Reputation: 31
I am a beginner at haskell. Trying to create a program which allows you to enter a string and then manipulate it with different commands.
I've declared a new type called TextEdit which I want to store: -Text left of cursor (l) -Text right of cursor (r) -Text 'selected' by cursor (c) -and a clipboard for copy/cut/pasting (s)
data TextEdit l r c s = TextEdit { left :: l, right :: r, cursor :: c, select :: s }
or
data TextEdit l r c s = TextEdit { left :: [Char], right :: [Char], cursor :: [Char], select :: [Char]}
The rest of my code looks like this so far:
main = do
putStrLn "-----Text Editor-----"
putStrLn "Please enter your text"
tInput <- getLine
let tI = TextEdit tInput "|" "" ""
putStrLn "\n\n"
putStrLn tInput
moveCursorLeft :: TextEdit -> TextEdit
moveCursorLeft (TextEdit(l, r, c, s)) = (TextEdit(l, r, c, s))
The user will be calling 'moveCursorLeft tI' to move the cursor.
This is the error I am getting when I try to run it
TextEditor.hs:20:31: error:
* Expecting four more arguments to `TextEdit'
Expected a type, but `TextEdit' has kind `* -> * -> * -> * -> *'
* In the type signature: moveCursorLeft :: TextEdit -> TextEdit
|
20 | moveCursorLeft :: TextEdit -> TextEdit
| ^^^^^^^^
Thanks for any help guys :) Really appreciate it
Upvotes: 2
Views: 63
Reputation: 64740
data TextEdit l r c s = TextEdit { left :: l, right :: r
, cursor :: c, select :: s }
So TextEdit
is a type constructor that takes 4 type arguments, for example TextEdit String String String String
would be a valid type. You also have a data constructor of the same name, TextEdit "a" "b" "c" "d"
would be a valid value of type TextEdit String String String String
.
data TextEdit l r c s = TextEdit { left :: [Char], right :: [Char]
, cursor :: [Char], select :: [Char]}
This is somewhat different and probably not what you want. Here TextEdit
is still a type constructor but the arguments do not appear on the right hand side - they are phantom. Instead how about you use:
data TextEdit = TextEdit { left :: [Char], right :: [Char]
, cursor :: [Char], select :: [Char]}
Moving forward we will use this definition. Now TextEdit
is NOT a type constructor but it is merely a type.
moveCursorLeft :: TextEdit -> TextEdit
moveCursorLeft (TextEdit(l, r, c, s)) = (TextEdit(l, r, c, s))
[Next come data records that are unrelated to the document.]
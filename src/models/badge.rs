//! 徽章实体

use chrono::{DateTime, Utc};
use serde::{Deserialize, Serialize};
use serde_json::{Value, json};

use super::{Assertion, Authorization, Issuer, PersonIdent, epoch};

/// 徽章定义
///
/// id 是 name 的 slug，name 全局唯一。标签在内存中是规范化的
/// 有序集合，逗号分隔形式只出现在存储边界。
///
/// `issuer` / `assertions` / `authorizations` 是关联数据，
/// 仅 `get_badge` 填充；列表和搜索查询返回的实例中为空。
#[derive(Debug, Clone, Serialize, Deserialize)]
pub struct Badge {
    pub id: String,
    pub name: String,
    /// 图片路径或绝对 URL，资源本体由外部存储负责
    pub image: String,
    pub description: String,
    pub criteria: String,
    pub issuer_id: String,
    pub version: String,
    pub tags: Vec<String>,
    pub created_on: DateTime<Utc>,
    #[serde(default, skip_serializing_if = "Option::is_none")]
    pub issuer: Option<Issuer>,
    #[serde(default, skip_serializing_if = "Vec::is_empty")]
    pub assertions: Vec<Assertion>,
    #[serde(default, skip_serializing_if = "Vec::is_empty")]
    pub authorizations: Vec<Authorization>,
}

impl Badge {
    /// 判定某个身份是否被授权颁发此徽章
    ///
    /// 对已加载的授权记录做集合成员判定，接受邮箱或已解析的用户。
    pub fn authorized<I: PersonIdent>(&self, who: I) -> bool {
        let email = who.email();
        self.authorizations.iter().any(|a| a.person_id == email)
    }

    /// 图片的展示路径：绝对 URL 原样返回，否则归入 /pngs/ 下
    pub fn image_path(&self) -> String {
        if self.image.starts_with("http") {
            self.image.clone()
        } else {
            format!("/pngs/{}", self.image)
        }
    }

    /// 导出为扁平键值投影
    ///
    /// 颁发机构作为嵌套投影挂在 `issuer` 键下（未加载时为 null），
    /// 空标签集导出为 null。
    pub fn export(&self) -> Value {
        json!({
            "id": self.id,
            "name": self.name,
            "image": self.image_path(),
            "description": self.description,
            "criteria": self.criteria,
            "version": self.version,
            "tags": if self.tags.is_empty() {
                Value::Null
            } else {
                json!(self.tags)
            },
            "created_on": epoch(&self.created_on),
            "issuer": self.issuer.as_ref().map(|i| i.export()),
        })
    }
}

impl std::fmt::Display for Badge {
    fn fmt(&self, f: &mut std::fmt::Formatter<'_>) -> std::fmt::Result {
        write!(f, "{}", self.name)
    }
}
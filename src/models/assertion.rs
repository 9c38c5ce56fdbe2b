//! 颁发记录实体

use chrono::{DateTime, Utc};
use serde::{Deserialize, Serialize};
use serde_json::{Value, json};

use crate::error::{BadgeDbError, Result};

use super::epoch;

/// 可导出字段的枚举集合，`field()` 只接受这些名字
const EXPORTABLE_FIELDS: [&str; 6] = [
    "id",
    "badge_id",
    "recipient",
    "issued_on",
    "issued_for",
    "created_on",
];

/// 颁发记录
///
/// 记录"某人获得某徽章"这一事实。获奖者以加盐哈希令牌形式保存
/// （见 `hasher` 模块），按邮箱查询时逐条重算摘要比对，明文邮箱
/// 从不落库。
#[derive(Debug, Clone, Serialize, Deserialize, sqlx::FromRow)]
pub struct Assertion {
    pub id: String,
    pub badge_id: String,
    /// `sha256$<salt>$<digest>` 形式的结构化令牌
    pub recipient: String,
    pub issued_on: DateTime<Utc>,
    /// 颁发依据（证据链接）
    pub issued_for: Option<String>,
    pub created_on: DateTime<Utc>,
}

impl Assertion {
    /// 按名字访问可导出字段
    ///
    /// 字段名不在枚举集合内时返回 `UnknownField` 错误，而不是静默 null：
    /// 拼错字段名是调用方 bug，必须显式暴露。
    pub fn field(&self, name: &str) -> Result<Value> {
        match name {
            "id" => Ok(json!(self.id)),
            "badge_id" => Ok(json!(self.badge_id)),
            "recipient" => Ok(json!(self.recipient)),
            "issued_on" => Ok(json!(epoch(&self.issued_on))),
            "issued_for" => Ok(json!(self.issued_for)),
            "created_on" => Ok(json!(epoch(&self.created_on))),
            _ => Err(BadgeDbError::UnknownField {
                entity: "Assertion".to_string(),
                field: name.to_string(),
            }),
        }
    }

    /// 可导出字段名列表
    pub fn exportable_fields() -> &'static [&'static str] {
        &EXPORTABLE_FIELDS
    }

    /// 导出为扁平键值投影
    pub fn export(&self) -> Value {
        json!({
            "id": self.id,
            "badge_id": self.badge_id,
            "recipient": self.recipient,
            "issued_on": epoch(&self.issued_on),
            "issued_for": self.issued_for,
            "created_on": epoch(&self.created_on),
        })
    }
}

#[cfg(test)]
mod tests {
    use super::*;

    fn sample_assertion() -> Assertion {
        Assertion {
            id: "a1".to_string(),
            badge_id: "testbadge".to_string(),
            recipient: "sha256$salt$digest".to_string(),
            issued_on: Utc::now(),
            issued_for: Some("link".to_string()),
            created_on: Utc::now(),
        }
    }

    #[test]
    fn field_resolves_known_names() {
        let assertion = sample_assertion();
        assert_eq!(assertion.field("issued_for").unwrap(), json!("link"));
        assert_eq!(assertion.field("badge_id").unwrap(), json!("testbadge"));
        assert!(assertion.field("issued_on").unwrap().is_f64());
    }

    #[test]
    fn field_rejects_unknown_names() {
        let assertion = sample_assertion();
        let err = assertion.field("key").unwrap_err();
        assert!(matches!(
            err,
            BadgeDbError::UnknownField { ref entity, ref field }
                if entity == "Assertion" && field == "key"
        ));
    }

    #[test]
    fn every_exportable_field_resolves() {
        let assertion = sample_assertion();
        for name in Assertion::exportable_fields() {
            assert!(assertion.field(name).is_ok(), "field {name} should resolve");
        }
    }
}
//! 分组结构实体：Team -> Series -> Milestone
//!
//! 系列把徽章组织为有序的成就轨道：Team 拥有若干 Series，
//! Series 内的 Milestone 按 position 排列并各自指向一个徽章。

use chrono::{DateTime, Utc};
use serde::{Deserialize, Serialize};
use serde_json::{Value, json};

use super::epoch;

/// 团队
#[derive(Debug, Clone, Serialize, Deserialize, sqlx::FromRow)]
pub struct Team {
    pub id: String,
    pub name: String,
    pub created_on: DateTime<Utc>,
}

impl Team {
    pub fn export(&self) -> Value {
        json!({
            "id": self.id,
            "name": self.name,
            "created_on": epoch(&self.created_on),
        })
    }
}

/// 徽章系列
#[derive(Debug, Clone, Serialize, Deserialize)]
pub struct Series {
    pub id: String,
    pub name: String,
    pub description: String,
    pub team_id: String,
    pub tags: Vec<String>,
    pub created_on: DateTime<Utc>,
    /// 结构变化（新增里程碑）时刷新
    pub last_updated: DateTime<Utc>,
}

impl Series {
    pub fn export(&self) -> Value {
        json!({
            "id": self.id,
            "name": self.name,
            "description": self.description,
            "team_id": self.team_id,
            "tags": if self.tags.is_empty() {
                Value::Null
            } else {
                json!(self.tags)
            },
            "created_on": epoch(&self.created_on),
            "last_updated": epoch(&self.last_updated),
        })
    }
}

/// 里程碑
///
/// (badge_id, series_id) 对唯一，同一徽章在一个系列里只出现一次。
#[derive(Debug, Clone, Serialize, Deserialize, sqlx::FromRow)]
pub struct Milestone {
    pub id: String,
    /// 在系列内的序号
    pub position: i64,
    pub badge_id: String,
    pub series_id: String,
    pub created_on: DateTime<Utc>,
}

impl Milestone {
    pub fn export(&self) -> Value {
        json!({
            "id": self.id,
            "position": self.position,
            "badge_id": self.badge_id,
            "series_id": self.series_id,
            "created_on": epoch(&self.created_on),
        })
    }
}
//! 徽章数据访问层
//!
//! 管理颁发机构、徽章、用户、颁发记录及分组结构（团队/系列/里程碑、
//! 邀请、授权）的关系型存储，并在有意义的变更上发布通知。
//!
//! ## 核心功能
//!
//! - **幂等创建**：按自然键重复创建返回已有 id，不产生新行
//! - **默认标识符**：由展示名派生 slug，冲突时由创建操作消歧
//! - **隐私保护查询**：获奖者邮箱以加盐哈希令牌保存，
//!   按邮箱查询通过重算摘要比对完成，明文从不落库
//! - **标签搜索**：ANY / ALL 两种集合匹配语义
//! - **通知发布**：变更提交后同步调用抽象接收端，错误原样传播
//!
//! ## 模块结构
//!
//! - `models`: 领域模型定义（纯数据，不访问存储）
//! - `db`: 数据库门面，全部读写的唯一入口
//! - `error`: 错误类型定义
//! - `config`: 数据库配置
//! - `hasher`: 获奖者邮箱哈希
//! - `tags`: 标签解析与匹配
//! - `notification`: 通知接收端抽象
//! - `schema`: 建表 DDL
//!
//! ## 使用示例
//!
//! ```no_run
//! use badge_registry::BadgeDatabase;
//!
//! # async fn demo() -> badge_registry::Result<()> {
//! let db = BadgeDatabase::open("sqlite:badges.db", None).await?;
//! let issuer_id = db
//!     .add_issuer("http://example.org", "example", "Example Org", "ops@example.org")
//!     .await?;
//! let badge_id = db
//!     .add_badge("First Steps", "first-steps.png", "Completed onboarding",
//!                "http://example.org/criteria", &issuer_id, Some("onboarding"))
//!     .await?;
//! db.add_assertion(&badge_id, "user@example.org", None, Some("http://evidence")).await?;
//! # Ok(())
//! # }
//! ```

pub mod config;
pub mod db;
pub mod error;
pub mod hasher;
pub mod models;
pub mod notification;
pub mod schema;
pub mod tags;

pub use config::DatabaseConfig;
pub use db::BadgeDatabase;
pub use error::{BadgeDbError, Result};
pub use models::{
    Assertion, Authorization, Badge, Invitation, Issuer, Milestone, Person, PersonIdent, Series,
    Team, generate_default_id,
};
pub use notification::{
    NotificationSink, TOPIC_BADGE_AWARD, TOPIC_BADGE_NEW, TOPIC_FIRST_LOGIN, TOPIC_ISSUER_NEW,
    TOPIC_RANK_ADVANCE,
};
Ah no. You have used TextEdit
correctly in the main
routine but seem to have forgotten what you have learned. TextEdit (l,r,c,s)
says the text edit function takes one argument that is a 4-tuple of values. However, looking at the data declaration we know TextEdit
takes 4 arguments and they are all [Char]
not tuples. So use TextEdit l r c s
. Same goes for the function definition, yielding:
moveCursorLeft :: TextEdit -> TextEdit
moveCursorLeft (TextEdit l r c s) = TextEdit l r c s
To restate: (a,b,c,d)
is one value - a tuple. F (a,b,c,d)
is some constructor F
applied to that one value. F a b c d
is the constructor F
applied to four values. Function application uses spaces and not parenthesis with commas - drop the C syntax.